The Gear S2 3G has a 1.2″ Super AMOLED touchscreen display with a resolution of 360 x 360 302 ppi.


Both smartwatches are pretty much the same under the hood. They both have a dual core 1GHz processor, 4GB storage and 512MB RAM.

Connectivity & Standalone

The original Samsung Gear S uses Bluetooth 4.1, wi-fi, and supports 2G and 3G networks. It can be used independently of a smartphone as it has a nano-SIM card slot.

The Samsung Gear S2 3G uses Bluetooth 4.1, wi-fi and supports 2G and 3G networks. It can be used independently of a smartphone, but instead of a nano-SIM it has an embedded e-SIM. The new standard in mobile devices and IoT, an e-SIM enables you to change network providers without the need to get a new SIM card. Also new to the Gear S2 is NFC which can be used to make payments in stores with NFC equipment that accepts Samsung Pay.

Update: Samsung announced yesterday that Samsung Pay will be coming to the Gear S2 later in 2016.



Samsung have taken a step back in terms of onboard sensors. The Gear S is loaded with a gyroscope, accelerometer, digital compass, proximity sensor, UV sensor, barometer, ambient light, heart rate monitor and GPS.

The Gear S2 3G has a gyroscope, accelerometer, barometer, ambient light, heart rate monitor and GPS.


Both smartwatches run Tizen, Samsung’s home-grown OS. Tizen is a growing ecosystem with some big name partner apps. Tizen’s voice assistant S Voice is Samsung’s answer to Siri and Google Now, so you can talk at your wrist if you want to look like Dick (head) Tracy. 1,000 Tizen apps were specially designed for the circular Gear S2 in time for the launch.


The Samsung Gear S has limited compatibility with Samsung Galaxy smartphones running Android 4.3 or higher, unless you happen to own a Tizen smartphone.

The Samsung Gear S2 is compatible with Android 4.4 or higher and it’s not just limited to Samsung smartphones, although your smartphone does need to have at least 1.5GB of RAM.

Update: Samsung announced yesterday that iOS compatibility will be coming to the Gear S2 later in 2016.

Battery Life

Both the Gear S and Gear S2 3G have 300mAh batteries. The Gear S last for 1 – 1.5 days between charges, but its charging dock is also a portable power bank, so you could say that doubles the battery life.

The Gear S2 3G has a battery life of 2 days with average use according to Samsung.
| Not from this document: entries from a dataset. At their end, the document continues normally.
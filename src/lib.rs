//! learnbox: a constrained execution service for learner code snippets
//!
//! Submissions are written in a small Python-like lesson dialect. They are
//! screened by a static validator, run by an interpreter whose only
//! capabilities are the operations a policy grants, and bounded in time,
//! memory and output by a resource governor.
//!
//! # Architecture
//!
//! ## Policy & Configuration ([`config`])
//! - [`config::descriptor`]: the `PolicyDescriptor` every run is checked against
//! - [`config::presets`]: versioned named policies
//! - [`config::loader`]: JSON file plus `LEARNBOX_*` environment overrides
//! - [`config::validator`]: startup validation with errors and warnings
//! - [`config::types`]: shared data types and the `ServiceError` taxonomy
//!
//! ## Script Front End ([`script`])
//! - [`script::lexer`]: tokens shared by the validator and the parser
//! - [`script::parser`]: recursive-descent parser with a nesting bound
//!
//! ## Execution ([`exec`], [`runtime`], [`core`])
//! - [`exec::validator`]: static pre-filter producing `ValidatedSubmission`
//! - [`exec::executor`]: the `Sandbox` pipeline (validate, run, classify)
//! - [`runtime::interpreter`]: capability-restricted tree-walking interpreter
//! - [`runtime::heap`]: memory accounting for runtime values
//! - [`core::governor`]: thread backend and the `ExecutionBackend` seam
//! - [`core::supervisor`]: process backend re-executing a worker under rlimits
//! - [`core::proxy`]: the worker side of the process backend
//!
//! ## Results ([`verdict`])
//! - [`verdict::classifier`]: raw outcome to `ExecutionOutcome`
//!
//! ## Service Surface ([`http`], [`lessons`], [`cli`])
//! - [`http::router`]: `/api/run`, `/api/lessons`, health and metrics routes
//! - [`http::server`]: blocking thread-per-connection listener
//! - [`lessons::store`]: bundled or file-backed localized lesson table
//!
//! ## Observability ([`observability`])
//! - [`observability::audit`]: structured audit events with correlation ids
//! - [`observability::metrics`]: Prometheus metrics export

// Kernel Primitives
pub mod kernel;

// Policy & Configuration
pub mod config;

// Script Front End
pub mod script;

// Execution
pub mod core;
pub mod exec;
pub mod runtime;

// Results
pub mod verdict;

// Service Surface
pub mod cli;
pub mod http;
pub mod lessons;

// Observability
pub mod observability;

// Utilities
pub mod utils;

pub use config::types::*;
pub use exec::executor::Sandbox;
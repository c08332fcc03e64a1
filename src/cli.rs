use crate::config::loader::ServiceConfig;
use crate::config::types::CodeSubmission;
use crate::config::validator::validate_config;
use crate::core::types::BackendKind;
use crate::exec::executor::{build_backend, Sandbox};
use crate::http::router::{run_body, Router, INTERNAL_ERROR_MESSAGE};
use crate::http::HttpServer;
use crate::kernel::signal::{should_continue, ShutdownSignal};
use crate::lessons::StaticLessonStore;
use crate::observability::audit::{SecurityEvent, SecurityEventType, SecurityLogger};
use crate::observability::metrics::get_metrics;
use anyhow::{anyhow, Context, Result};
use clap::{Args, Parser, Subcommand};
use log::{info, warn};
use serde_json::json;
use std::path::{Path, PathBuf};
use std::sync::Arc;

#[derive(Parser)]
#[command(name = "learnbox", author, version, about, long_about = None)]
struct Cli {
    /// Internal role selector (hidden; used by the process backend)
    #[arg(long, hide = true)]
    internal_role: Option<String>,
    /// JSON configuration file
    #[arg(long, global = true, env = "LEARNBOX_CONFIG")]
    config: Option<PathBuf>,
    #[command(subcommand)]
    command: Option<Commands>,
}

#[derive(Args, Debug, Default)]
struct PolicyOverrides {
    /// Execution backend: thread or process
    #[arg(long)]
    backend: Option<BackendKind>,
    /// Named policy preset
    #[arg(long)]
    preset: Option<String>,
}

#[derive(Subcommand)]
enum Commands {
    /// Serve the HTTP API
    Serve {
        /// Listen address (host:port)
        #[arg(long)]
        bind: Option<String>,
        #[command(flatten)]
        overrides: PolicyOverrides,
    },
    /// Run one snippet locally and print the API response
    Run {
        /// Source code as a string
        #[arg(long, conflicts_with = "file")]
        code: Option<String>,
        /// File holding the source code
        #[arg(required_unless_present = "code")]
        file: Option<PathBuf>,
        #[command(flatten)]
        overrides: PolicyOverrides,
    },
    /// Validate configuration and lesson data, then exit
    CheckConfig,
    /// List the available policy presets
    Presets,
}

pub fn run() -> Result<()> {
    let cli = Cli::parse();

    if let Some(role) = cli.internal_role.as_deref() {
        if role == "worker" {
            std::process::exit(crate::core::proxy::worker_main());
        }
        return Err(anyhow!("unsupported internal role: {}", role));
    }

    env_logger::init();

    let command = cli
        .command
        .ok_or_else(|| anyhow!("missing command (try `learnbox --help`)"))?;
    let config = ServiceConfig::load(cli.config.as_deref())?;

    match command {
        Commands::Serve { bind, overrides } => serve(config, bind, overrides),
        Commands::Run {
            code,
            file,
            overrides,
        } => run_once(config, code, file, overrides),
        Commands::CheckConfig => check_config(config, cli.config.as_deref()),
        Commands::Presets => {
            list_presets();
            Ok(())
        }
    }
}

fn apply_overrides(config: &mut ServiceConfig, overrides: PolicyOverrides) {
    if let Some(backend) = overrides.backend {
        config.governor.backend = backend;
    }
    if let Some(preset) = overrides.preset {
        // A preset named on the command line replaces an inline policy.
        config.policy = None;
        config.preset = Some(preset);
    }
}

/// Validate, then report warnings through the log and the audit trail
fn checked(config: &ServiceConfig, audit: &SecurityLogger) -> Result<()> {
    match validate_config(config) {
        Ok(result) => {
            for warning in &result.warnings {
                warn!("config: {}", warning);
            }
            Ok(())
        }
        Err(e) => {
            audit.log_security_event(&SecurityEvent::new(
                SecurityEventType::ConfigurationViolation,
                e.to_string(),
            ));
            Err(e.into())
        }
    }
}

fn build_sandbox(config: &ServiceConfig, audit: Arc<SecurityLogger>) -> Result<Sandbox> {
    let policy = config.effective_policy()?;
    let backend = build_backend(&config.governor).context("building execution backend")?;
    Ok(Sandbox::new(policy, backend)
        .with_metrics(get_metrics())
        .with_audit(audit))
}

fn serve(mut config: ServiceConfig, bind: Option<String>, overrides: PolicyOverrides) -> Result<()> {
    if let Some(bind) = bind {
        config.server.bind = bind;
    }
    apply_overrides(&mut config, overrides);

    let audit = Arc::new(SecurityLogger::from_config(config.audit_log_path.as_deref())?);
    checked(&config, &audit)?;

    let lessons = StaticLessonStore::load(config.lessons_path.as_deref())?;
    let sandbox = build_sandbox(&config, audit)?;
    info!(
        "Serving {} lessons, backend {}, policy {:?}",
        lessons.len(),
        sandbox.backend_name(),
        sandbox.policy()
    );

    let signals = ShutdownSignal::install().map_err(|e| anyhow!(e))?;
    let router = Router::new(Arc::new(sandbox), Arc::new(lessons));
    let server = HttpServer::bind(&config.server, router)?;
    server.serve_until(should_continue)?;

    if signals.requested() {
        info!("Shutdown requested by signal {}", signals.received());
    }
    Ok(())
}

fn run_once(
    mut config: ServiceConfig,
    code: Option<String>,
    file: Option<PathBuf>,
    overrides: PolicyOverrides,
) -> Result<()> {
    apply_overrides(&mut config, overrides);
    let source = match (code, file) {
        (Some(code), _) => code,
        (None, Some(path)) => std::fs::read_to_string(&path)
            .with_context(|| format!("reading {}", path.display()))?,
        (None, None) => return Err(anyhow!("pass --code or a file")),
    };

    let audit = Arc::new(SecurityLogger::from_config(config.audit_log_path.as_deref())?);
    checked(&config, &audit)?;
    let sandbox = build_sandbox(&config, audit)?;

    let (body, ok) = match sandbox.submit(CodeSubmission::new(source)) {
        Ok(outcome) => (run_body(&outcome), outcome.is_success()),
        Err(e) => {
            warn!("Run failed on the host side: {}", e);
            (json!({ "output": "", "error": INTERNAL_ERROR_MESSAGE }), false)
        }
    };
    println!("{}", serde_json::to_string_pretty(&body)?);
    if !ok {
        std::process::exit(1);
    }
    Ok(())
}

fn check_config(config: ServiceConfig, path: Option<&Path>) -> Result<()> {
    let audit = SecurityLogger::from_config(config.audit_log_path.as_deref())?;
    checked(&config, &audit)?;
    let lessons = StaticLessonStore::load(config.lessons_path.as_deref())?;

    match path {
        Some(path) => println!("Configuration {} is valid", path.display()),
        None => println!("Default configuration is valid"),
    }
    println!("  bind:    {}", config.server.bind);
    println!("  backend: {}", config.governor.backend);
    println!("  lessons: {}", lessons.len());
    Ok(())
}

fn list_presets() {
    let presets = crate::config::presets::get_presets();
    for id in presets.list_ids() {
        if let Some(preset) = presets.get(id) {
            println!("{:<22} {} (v{})", id, preset.name, preset.version);
        }
    }
}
I’m not sure what they class as average use, but if you’re using the watch to its full potential you’ll need a recharge everyday.

Water and Dust Resistance

The original Gear S has a water-resistant rating of IP67, the new Gear S2 has stepped up one place to IP68.



Under the hood both smartwatches are pretty much the same, apart from the original Gear S has a few extra sensors. OK, so Samsung wanted to make a round-faced smartwatch like almost everybody else who are trying to replicate the classic timepiece look, but for me there’s nothing wrong with square watches, especially the curved and futuristic look of the Gear S.

Wearables is essentially a brand new genre, so why are so many companies going back in time with their designs by trying to replicate the look of an old Rolex? I say embrace the new! Despite the negative comments it receives, I think Samsung did well with the design of the original Gear S as it looks original and it’s not copying others, plus it kinda represents the NEW age of wearables. The same could be said for the Apple Watch.

The Samsung Gear S2 and S2 Classic which are now on sale lack the GPS and standalone call capabilities of the original Gear S , but they make up for it with the rotating bezel and NFC.

The Gear S2 3G may be a couple of sensors short of the Gear S, but with GPS, standalone calls, rotating bezel and NFC it does the important bits and some more. Also, Samsung Pay and iOS compatibility are coming to Gear S2 in 2016.